Depuis un mois, la Commission Vérité et Réconciliation (CVR) a entamé la réception des dossiers liés aux conflits fonciers, une mission qui lui a été récemment confiée après la fin du mandat de la Commission Nationale des Terres et autres Biens (CNTB). Plus de 35 000 dossiers sont en attente de traitement, offrant un espoir renouvelé pour les Burundais concernés.
La Commission Nationale des Terres et autres Biens (CNTB), dont le mandat a récemment pris fin, a laissé derrière elle un nombre considérable de dossiers non résolus. Des jugements qui n’ont pas été rendus ou exécutés continuent de susciter la frustration des justiciables, qui voient leurs terres exploitées par des tiers, souvent au détriment des ayants droit légitimes. Cette situation, qui persiste malgré les efforts déployés, a fait naître un sentiment d’injustice chez de nombreuses victimes.

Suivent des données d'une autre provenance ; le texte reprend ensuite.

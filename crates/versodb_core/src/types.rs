//! Core type definitions for VersoDB.

use crate::error::{CoreError, CoreResult};
use std::fmt;

/// Size of one allocation block in bytes.
pub const BLOCK_SIZE: usize = 128;
/// Size of one section in bytes (64 KiB).
pub const SECTION_SIZE: usize = 64 * 1024;
/// Number of blocks in a section.
pub const BLOCKS_PER_SECTION: u16 = 512;
/// Number of prolog blocks at the start of each section.
pub const PROLOG_BLOCKS: u16 = 64;
/// First block usable for record payload.
pub const FIRST_DATA_BLOCK: u16 = PROLOG_BLOCKS;
/// Number of payload blocks in a section.
pub const DATA_BLOCKS: u16 = BLOCKS_PER_SECTION - PROLOG_BLOCKS;
/// Largest payload a single record can hold.
pub const MAX_RECORD_SIZE: usize = DATA_BLOCKS as usize * BLOCK_SIZE;

/// Number of transaction id ranges the 32-bit id space is split into.
pub const RANGE_COUNT: u32 = 4;
/// Number of ids in one range.
pub const RANGE_SIZE: u32 = 1 << 30;
/// Size of a ledger page in bytes.
pub const LEDGER_PAGE_SIZE: usize = 4096;
/// Transaction ids covered by one ledger bitmap page.
pub const IDS_PER_PAGE: u32 = (LEDGER_PAGE_SIZE * 8) as u32;
/// Ids reserved (and synced) from the ledger in one batch.
pub const RESERVATION_BATCH: u32 = 4096;
/// Ids held back at the end of a range for switching to the next one.
pub const RANGE_SWITCH_HEADROOM: u32 = 1 << 20;

/// Unique identifier for a transaction.
///
/// Transaction ids are 32-bit and issued sequentially from the current
/// range. Two sentinel values mark provably permanent outcomes:
/// [`TxId::ALWAYS_COMMITTED`] and [`TxId::NEVER_COMMITTED`]. They are
/// written back into record metadata once a real id's fate becomes
/// permanent so later visibility checks skip the ledger entirely.
#[derive(Debug, Clone, Copy, PartialEq, Eq, PartialOrd, Ord, Hash)]
pub struct TxId(pub u32);

impl TxId {
    /// Sentinel: committed for every observer, past and future.
    pub const ALWAYS_COMMITTED: Self = Self(0);
    /// Sentinel: never committed for any observer.
    pub const NEVER_COMMITTED: Self = Self(u32::MAX);

    /// Creates a new transaction id.
    #[must_use]
    pub const fn new(id: u32) -> Self {
        Self(id)
    }

    /// Returns the raw id value.
    #[must_use]
    pub const fn as_u32(self) -> u32 {
        self.0
    }

    /// Checks whether this id is one of the two sentinels.
    #[must_use]
    pub const fn is_sentinel(self) -> bool {
        self.0 == Self::ALWAYS_COMMITTED.0 || self.0 == Self::NEVER_COMMITTED.0
    }

    /// Returns the id range this id belongs to.
    #[must_use]
    pub const fn range(self) -> u8 {
        (self.0 / RANGE_SIZE) as u8
    }
}

impl fmt::Display for TxId {
    fn fmt(&self, f: &mut fmt::Formatter<'_>) -> fmt::Result {
        write!(f, "txn:{}", self.0)
    }
}

/// Identifier for a table owning sections.
///
/// Table id 0 is the free-section pool.
#[derive(Debug, Clone, Copy, PartialEq, Eq, PartialOrd, Ord, Hash)]
pub struct TableId(pub u32);

impl TableId {
    /// The distinguished free-section pool.
    pub const FREE_POOL: Self = Self(0);

    /// Creates a new table id.
    #[must_use]
    pub const fn new(id: u32) -> Self {
        Self(id)
    }

    /// Returns the raw id value.
    #[must_use]
    pub const fn as_u32(self) -> u32 {
        self.0
    }
}

impl fmt::Display for TableId {
    fn fmt(&self, f: &mut fmt::Formatter<'_>) -> fmt::Result {
        write!(f, "table:{}", self.0)
    }
}

/// Global section number within the record file.
#[derive(Debug, Clone, Copy, PartialEq, Eq, PartialOrd, Ord, Hash)]
pub struct SectionId(pub u32);

impl SectionId {
    /// Creates a new section id.
    #[must_use]
    pub const fn new(id: u32) -> Self {
        Self(id)
    }

    /// Returns the raw id value.
    #[must_use]
    pub const fn as_u32(self) -> u32 {
        self.0
    }
}

impl fmt::Display for SectionId {
    fn fmt(&self, f: &mut fmt::Formatter<'_>) -> fmt::Result {
        write!(f, "section:{}", self.0)
    }
}

/// Identifier of a physical record slot.
///
/// Derived from (global section number, block number); stable for the life
/// of the slot. The low 9 bits hold the block, the rest the section.
#[derive(Debug, Clone, Copy, PartialEq, Eq, PartialOrd, Ord, Hash)]
pub struct RecordId(u64);

const BLOCK_BITS: u32 = 9;

impl RecordId {
    /// Creates a record id from a section and a block number.
    ///
    /// # Errors
    ///
    /// Returns `InvalidArgument` if the block does not address a payload
    /// block of a section.
    pub fn new(section: SectionId, block: u16) -> CoreResult<Self> {
        if block < FIRST_DATA_BLOCK || block >= BLOCKS_PER_SECTION {
            return Err(CoreError::invalid_argument(format!(
                "block {block} does not address a payload block"
            )));
        }
        Ok(Self((u64::from(section.0) << BLOCK_BITS) | u64::from(block)))
    }

    /// Reconstructs a record id from its raw value.
    ///
    /// # Errors
    ///
    /// Returns `InvalidArgument` if the encoded block is out of range.
    pub fn from_raw(raw: u64) -> CoreResult<Self> {
        let block = (raw & ((1 << BLOCK_BITS) - 1)) as u16;
        if block < FIRST_DATA_BLOCK {
            return Err(CoreError::invalid_argument(format!(
                "raw record id {raw} addresses a prolog block"
            )));
        }
        Ok(Self(raw))
    }

    /// Returns the raw 64-bit value.
    #[must_use]
    pub const fn raw(self) -> u64 {
        self.0
    }

    /// Returns the global section number.
    #[must_use]
    pub const fn section(self) -> SectionId {
        SectionId((self.0 >> BLOCK_BITS) as u32)
    }

    /// Returns the block number within the section.
    #[must_use]
    pub const fn block(self) -> u16 {
        (self.0 & ((1 << BLOCK_BITS) - 1)) as u16
    }
}

impl fmt::Display for RecordId {
    fn fmt(&self, f: &mut fmt::Formatter<'_>) -> fmt::Result {
        write!(f, "rec:{}/{}", self.section().as_u32(), self.block())
    }
}

/// Commit status of a transaction id as seen through the ledger.
#[derive(Debug, Clone, Copy, PartialEq, Eq)]
pub enum TxStatus {
    /// The transaction is still running and may yet commit.
    Busy,
    /// Committed, but some live transaction could still order against it.
    LocalCommitted,
    /// Rolled back, but the transaction object still exists.
    LocalRolledBack,
    /// Committed for every observer, past and future.
    GlobalCommitted,
    /// Rolled back for every observer, past and future.
    GlobalRolledBack,
}

impl TxStatus {
    /// Whether this status counts as committed for visibility.
    #[must_use]
    pub const fn is_committed(self) -> bool {
        matches!(self, Self::LocalCommitted | Self::GlobalCommitted)
    }

    /// Whether this status counts as rolled back for visibility.
    #[must_use]
    pub const fn is_rolled_back(self) -> bool {
        matches!(self, Self::LocalRolledBack | Self::GlobalRolledBack)
    }
}
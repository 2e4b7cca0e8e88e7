//! # VersoDB Storage
//!
//! Storage backends and mapped section files for VersoDB.
//!
//! This crate provides the lowest-level storage abstraction for VersoDB.
//! Storage backends are **opaque byte stores** - they do not interpret
//! the data they store.
//!
//! ## Design Principles
//!
//! - Backends are simple byte stores (read, write, append, flush)
//! - No knowledge of VersoDB file formats, ledgers, or sections
//! - Must be `Send + Sync` for concurrent access
//! - VersoDB core owns all file format interpretation
//!
//! ## Available Stores
//!
//! - [`InMemoryBackend`] - For testing and ephemeral storage
//! - [`FileBackend`] - For persistent storage using OS file APIs
//! - [`SectionFile`] - Memory-mapped file of fixed-size sections
//!
//! ## Example
//!
//! ```rust
//! use versodb_storage::{StorageBackend, InMemoryBackend};
//!
//! let mut backend = InMemoryBackend::new();
//! let offset = backend.append(b"hello world").unwrap();
//! let data = backend.read_at(offset, 11).unwrap();
//! assert_eq!(&data, b"hello world");
//! ```

#![warn(missing_docs)]

mod backend;
mod error;
mod file;
mod mapped;
mod memory;

pub use backend::StorageBackend;
pub use error::{StorageError, StorageResult};
pub use file::FileBackend;
pub use mapped::SectionFile;
pub use memory::InMemoryBackend;
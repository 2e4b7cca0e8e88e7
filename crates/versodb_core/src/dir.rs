//! Store directory management.
//!
//! This module handles the file system layout for VersoDB:
//!
//! ```text
//! <store_path>/
//! ├─ LOCK              # Advisory lock for single-process access
//! ├─ ledger.vdb        # Transaction ledger (header + bitmap pages)
//! ├─ records.vdb       # Memory-mapped section file
//! └─ records.cache     # Section-cache snapshot (optional)
//! ```
//!
//! The LOCK file ensures only one process can open the store at a time.

use crate::error::{CoreError, CoreResult};
use fs2::FileExt;
use std::fs::{self, File, OpenOptions};
use std::path::{Path, PathBuf};

/// File names within the store directory.
const LOCK_FILE: &str = "LOCK";
const LEDGER_FILE: &str = "ledger.vdb";
const RECORDS_FILE: &str = "records.vdb";
const CACHE_FILE: &str = "records.cache";

/// Manages the store directory structure and file locking.
///
/// # Thread Safety
///
/// The `StoreDir` holds an exclusive lock on the store directory. Only one
/// `StoreDir` instance can exist per directory at a time.
#[derive(Debug)]
pub struct StoreDir {
    /// Root directory path.
    path: PathBuf,
    /// Lock file handle (held for exclusive access).
    _lock_file: File,
}

impl StoreDir {
    /// Opens or creates a store directory.
    ///
    /// # Errors
    ///
    /// Returns an error if:
    /// - The directory doesn't exist and `create_if_missing` is false
    /// - A store already exists and `error_if_exists` is true
    /// - Another process holds the lock (returns `StoreLocked`)
    /// - I/O errors occur
    pub fn open(path: &Path, create_if_missing: bool, error_if_exists: bool) -> CoreResult<Self> {
        if !path.exists() {
            if create_if_missing {
                fs::create_dir_all(path)?;
            } else {
                return Err(CoreError::invalid_format(format!(
                    "store directory does not exist: {}",
                    path.display()
                )));
            }
        }

        if !path.is_dir() {
            return Err(CoreError::invalid_format(format!(
                "path is not a directory: {}",
                path.display()
            )));
        }

        if error_if_exists && path.join(LEDGER_FILE).exists() {
            return Err(CoreError::invalid_argument(format!(
                "store already exists: {}",
                path.display()
            )));
        }

        // Acquire exclusive lock (non-blocking).
        let lock_path = path.join(LOCK_FILE);
        let lock_file = OpenOptions::new()
            .read(true)
            .write(true)
            .create(true)
            .truncate(false)
            .open(&lock_path)?;
        if lock_file.try_lock_exclusive().is_err() {
            return Err(CoreError::StoreLocked);
        }

        Ok(Self {
            path: path.to_path_buf(),
            _lock_file: lock_file,
        })
    }

    /// Returns the path to the store directory.
    #[must_use]
    pub fn path(&self) -> &Path {
        &self.path
    }

    /// Returns the path to the transaction ledger file.
    #[must_use]
    pub fn ledger_path(&self) -> PathBuf {
        self.path.join(LEDGER_FILE)
    }

    /// Returns the path to the record section file.
    #[must_use]
    pub fn records_path(&self) -> PathBuf {
        self.path.join(RECORDS_FILE)
    }

    /// Returns the path to the section-cache snapshot file.
    #[must_use]
    pub fn cache_path(&self) -> PathBuf {
        self.path.join(CACHE_FILE)
    }

    /// Checks if this is a new (empty) store directory.
    #[must_use]
    pub fn is_new_store(&self) -> bool {
        !self.ledger_path().exists()
    }

    /// Syncs the store directory so metadata updates are durable.
    ///
    /// On Windows, directory fsync is not supported; the NTFS journal
    /// provides equivalent metadata durability.
    #[cfg(unix)]
    pub fn sync_directory(&self) -> CoreResult<()> {
        let dir = File::open(&self.path)?;
        dir.sync_all()?;
        Ok(())
    }

    #[cfg(not(unix))]
    pub fn sync_directory(&self) -> CoreResult<()> {
        Ok(())
    }
}

impl Drop for StoreDir {
    fn drop(&mut self) {
        // The advisory lock is released when the file handle closes.
    }
}

#[cfg(test)]
mod tests {
    use super::*;
    use tempfile::tempdir;

    #[test]
    fn open_creates_directory() {
        let temp = tempdir().unwrap();
        let path = temp.path().join("new_store");
        assert!(!path.exists());

        let dir = StoreDir::open(&path, true, false).unwrap();
        assert!(path.is_dir());
        assert!(dir.is_new_store());
    }

    #[test]
    fn open_fails_if_not_exists_and_no_create() {
        let temp = tempdir().unwrap();
        let result = StoreDir::open(&temp.path().join("nonexistent"), false, false);
        assert!(result.is_err());
    }

    #[test]
    fn error_if_exists_rejects_existing_store() {
        let temp = tempdir().unwrap();
        let path = temp.path().join("store");
        {
            let dir = StoreDir::open(&path, true, false).unwrap();
            std::fs::write(dir.ledger_path(), b"x").unwrap();
        }

        let result = StoreDir::open(&path, true, true);
        assert!(matches!(result, Err(CoreError::InvalidArgument { .. })));
    }

    #[test]
    fn lock_prevents_second_open() {
        let temp = tempdir().unwrap();
        let path = temp.path().join("locked");
        let _dir = StoreDir::open(&path, true, false).unwrap();

        let result = StoreDir::open(&path, true, false);
        assert!(matches!(result, Err(CoreError::StoreLocked)));
    }

    #[test]
    fn lock_released_on_drop() {
        let temp = tempdir().unwrap();
        let path = temp.path().join("reopen");
        {
            let _dir = StoreDir::open(&path, true, false).unwrap();
        }
        let _dir = StoreDir::open(&path, true, false).unwrap();
    }

    #[test]
    fn paths_are_correct() {
        let temp = tempdir().unwrap();
        let path = temp.path().join("paths");
        let dir = StoreDir::open(&path, true, false).unwrap();

        assert_eq!(dir.ledger_path(), path.join("ledger.vdb"));
        assert_eq!(dir.records_path(), path.join("records.vdb"));
        assert_eq!(dir.cache_path(), path.join("records.cache"));
    }
}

Extrait des archives de la Commission Vérité et Réconciliation : listes des maisons saisies en 1972 dans la province de Rumonge
La Commission Vérité et Réconciliation : une mission élargie pour la réconciliation
Face à cet héritage complexe, la Commission Vérité et Réconciliation(CVR) se voit désormais investie d’une nouvelle mission : la gestion des dossiers fonciers non résolus. Cette tâche, intégrée dans son mandat de recherche de la vérité sur les crimes commis depuis la période coloniale (1885) jusqu’à la fin de la belligérance au Burundi (2008), est perçue comme une réponse à la demande croissante de justice foncière au Burundi. Avec plus de 35 000 dossiers à traiter, la Commission Vérité et Réconciliation devra relever un défi de taille pour rétablir les droits des victimes et restaurer leur confiance.
Des victimes privées de leurs biens
Au-delà des crimes atroces et des exactions extrajudiciaires documentés par la Commission Vérité et Réconciliation , de nombreuses victimes ont été dépossédées de leurs biens, notamment des terres et des parcelles. Des témoignages révèlent que certains individus se sont approprié ces biens en obtenant frauduleusement des titres de propriété, parfois même en vendant ces propriétés à des tiers. Ces spoliations ont souvent été accompagnées de violences, contraignant les propriétaires légitimes à l’exil, laissant leurs biens à la merci des usurpateurs.
Lors d’une rencontre avec les habitants de Rumonge au chef-lieu de la commune en janvier 2024, Nyanga Mossi, fille de feu Maronko Mossi, administrateur communal de Rumonge en 1972, a de nouveau réclamé les parcelles léguées par son père
Le retour des exilés : une lutte pour la réhabilitation
Avec le retour progressif de la paix et de la sécurité, certains Burundais exilés ont retrouvé le chemin de retour dans le pays, mais se sont heurtés à la dure réalité de l’usurpation de leurs biens. Parmi les attentes exprimées lors du processus de réconciliation figure la réhabilitation des familles des victimes, ainsi que la restitution des biens injustement saisis. Les conflits fonciers, omniprésents sur l’ensemble du territoire, représentent un défi majeur pour la Commission Vérité et Réconciliation dans sa quête de justice.
Patience et persévérance : les clés d’une réconciliation durable
La CVR, consciente de l’ampleur du travail à accomplir, appelle les Burundais à la patience et à la persévérance. Ce processus de réconciliation, long et complexe, demande du temps pour éviter de reproduire les erreurs du passé. En prenant en charge les dossiers fonciers, la Commission Vérité et Réconciliation offre une nouvelle voie vers la réhabilitation des victimes, contribuant ainsi à l’édification d’une paix durable au Burundi.
La mission de la Commission Vérité et Réconciliation dans le traitement des conflits fonciers s’inscrit dans un contexte historique de spoliations et de violences. Si le chemin vers la réconciliation est semé d’embûches, la détermination des justiciables et l’engagement de la Commission Vérité et Réconciliation pourraient bien marquer le début d’une nouvelle ère de paix au Burundi.